Next I want to move all the .final. files to the same directory and delete everything else to clean up my directory (plus it takes forever to loop over!).
pwd
#$HOME/data/qiime_files/all_gom_seqs/ind_samp_seqs/denovo_chimera2
find ./ -not -name "*.final.*" -type f -delete
pwd
#
#$HOME/data/qiime_files/all_gom_seqs/ind_samp_seqs/denovo_chimera_fix_failures/
find ./ -not -name "*.final.*" -type f -delete
Move all the final chimera checked files into the same directory & ensure each original fasta file is accounted for
find ind_samp_seqs/denovo_chimera2/ -type f > list_chim_checked_fasta.txt
perl -i.bak -pe 's/.*\/.*\/(.*)\.nochim.final(.*)/$1$2/g' list_chim_checked_fasta.txt
#all files that appear in both (result = 890)
comm -12 <(sort list_of_ind_fasta_files.txt) <(sort list_chim_checked_fasta.txt) | wc -l
OTU Picking
Although I’m well aware the following is a suboptimal approach after the recent publications from the Schloss lab, I’m stuck with trying to
Using the QIIME open reference (take 20) pipeline. I’ve upped the percent subsampling to 10% to try and see if I can reduce the size of failures.failures that get passed to step4.
#PBS -N qiime_open_ref
#PBS -l nodes=1:ppn=1
#PBS -l mem=5gb
#PBS -l walltime=10:00:00:00
#PBS -q biocluster-6
#PBS -j oe
#PBS -o $HOME/job_output_files/new_deepc_otus.$PBS_JOBID
#PBS -m abe
#PBS -M waoverholt@gmail.com
export WORKON_HOME=$HOME/data/program_files/VirtualEnvs
source $HOME/.local/bin/virtualenvwrapper.sh
export QIIME_CONFIG_FP=/nv/hp10/woverholt3/data/program_files/VirtualEnvs/qiime1.9.1/qiime_config_cluster
workon qiime1.9.1
module load R/3.2.2
INPUT=$HOME/data/qiime_files/all_gom_seqs/all_kostka_seqs.trim_nochim.fasta
OUTPUT=$HOME/data/qiime_files/all_gom_seqs/qiime_open_ref_20160502
PARAMS=$HOME/data/program_files/qiime1.8/qiime_params
pick_open_reference_otus.py -i $INPUT -o $OUTPUT -p $PARAMS -a -O 100 --suppress_align_and_tree -s 0.1
Trying to fix a previous run that used 0.1 % subsampling (the qiime default). At the end of step3 I had 16 million sequences left (a lot, but didn’t seem too bad). However, after trying to denovo cluster them for 13 days and having the job still not be completed I thought I’d try a different strategy.

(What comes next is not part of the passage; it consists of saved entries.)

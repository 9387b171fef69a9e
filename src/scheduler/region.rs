use super::*;
use parking_lot::Mutex;
use std::collections::HashMap;
use std::sync::mpsc;

type RegionKey = (WorldId, i32, i32);

/// Region-parallel host: every 32x32 chunk region owns a worker thread, and a global
/// lane (ticked by the owner) coordinates everything that isn't tied to a region.
pub struct RegionScheduler {
    global: TickScheduler,
    regions: Mutex<HashMap<RegionKey, mpsc::Sender<Task>>>,
}
impl RegionScheduler {
    pub fn new() -> Self {
        Self { global: TickScheduler::new(), regions: Mutex::new(HashMap::new()) }
    }
    /// Ticks the global region.
    pub fn tick(&self) -> usize {
        self.global.tick()
    }
    /// Like [`TickScheduler::tick_until`], but paced at one tick per millisecond so
    /// region and async threads get to make progress in between.
    pub fn tick_until(&self, mut done: impl FnMut() -> bool, max_ticks: u64) -> bool {
        for _ in 0..max_ticks {
            if done() {
                return true;
            }
            self.global.tick();
            std::thread::sleep(std::time::Duration::from_millis(1));
        }
        done()
    }
    pub fn region_threads(&self) -> usize {
        self.regions.lock().len()
    }
    fn spawn_region(key: RegionKey) -> Option<mpsc::Sender<Task>> {
        let (tx, rx) = mpsc::channel::<Task>();
        let spawned = std::thread::Builder::new()
            .name(format!("region {} {},{}", key.0, key.1, key.2))
            .spawn(move || {
                for task in rx {
                    task();
                }
            });
        match spawned {
            Ok(_) => Some(tx),
            Err(e) => {
                log::error!("unable to start thread for region {key:?}: {e}");
                None
            }
        }
    }
}
impl Default for RegionScheduler {
    fn default() -> Self {
        Self::new()
    }
}
impl Scheduler for RegionScheduler {
    fn run_later(&self, delay_ticks: u32, task: Task) -> TaskHandle {
        self.global.run_later(delay_ticks, task)
    }
    fn run_repeating(&self, delay_ticks: u32, period_ticks: u32, task: RepeatingTask) -> TaskHandle {
        self.global.run_repeating(delay_ticks, period_ticks, task)
    }
    fn run_async(&self, task: Task) -> TaskHandle {
        self.global.run_async(task)
    }
    fn run_on_region(&self, world: WorldId, chunk: ChunkPos, task: Task) -> TaskHandle {
        let handle = TaskHandle::new();
        let (rx, rz) = chunk.region();
        let key = (world, rx, rz);
        let guarded = {
            let handle = handle.clone();
            Box::new(move || {
                if !handle.is_cancelled() {
                    task()
                }
            }) as Task
        };
        let sender = {
            let mut regions = self.regions.lock();
            if !regions.contains_key(&key) {
                if let Some(tx) = Self::spawn_region(key) {
                    regions.insert(key, tx);
                }
            }
            regions.get(&key).cloned()
        };
        match sender {
            Some(sender) => {
                if let Err(mpsc::SendError(task)) = sender.send(guarded) {
                    log::warn!("region {key:?} stopped accepting work, running on the global lane");
                    self.global.run_later(0, task);
                }
            }
            None => {
                self.global.run_later(0, guarded);
            }
        }
        handle
    }
    fn supports_regions(&self) -> bool {
        true
    }
}
impl std::fmt::Debug for RegionScheduler {
    fn fmt(&self, f: &mut std::fmt::Formatter<'_>) -> std::fmt::Result {
        f.debug_struct("RegionScheduler")
            .field("global", &self.global)
            .field("regions", &self.region_threads())
            .finish()
    }
}

#[cfg(test)]
mod tests {
    use super::*;
    use crate::scheduler::CountDownLatch;
    use std::time::Duration;

    #[test]
    fn same_region_shares_a_thread() {
        let scheduler = RegionScheduler::new();
        let world = WorldId::random();
        let latch = Arc::new(CountDownLatch::new(3));
        let names = Arc::new(Mutex::new(vec![]));
        for chunk in [ChunkPos { x: 0, z: 0 }, ChunkPos { x: 31, z: 31 }, ChunkPos { x: 32, z: 0 }] {
            let (latch, names) = (latch.clone(), names.clone());
            scheduler.run_on_region(world, chunk, Box::new(move || {
                names.lock().push(std::thread::current().name().map(str::to_owned));
                latch.count_down();
            }));
        }
        assert!(latch.wait_timeout(Duration::from_secs(5)));
        assert_eq!(scheduler.region_threads(), 2);
        let names = names.lock();
        assert!(names.iter().all(|n| n.as_deref().map_or(false, |n| n.starts_with("region"))));
        assert!(scheduler.supports_regions());
        assert_eq!(ExecutionRegime::detect(&scheduler), ExecutionRegime::RegionParallel);
    }
}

It seems like either something happenend to a subset of these sequences that is preventing them from clustering well. I’m going to re-subsample at 10% and see if I can figure out what is going on.
Subsampling using an Enveomics script.
FastA.subsample.pl -f 10 -r 1 failures_failures.fasta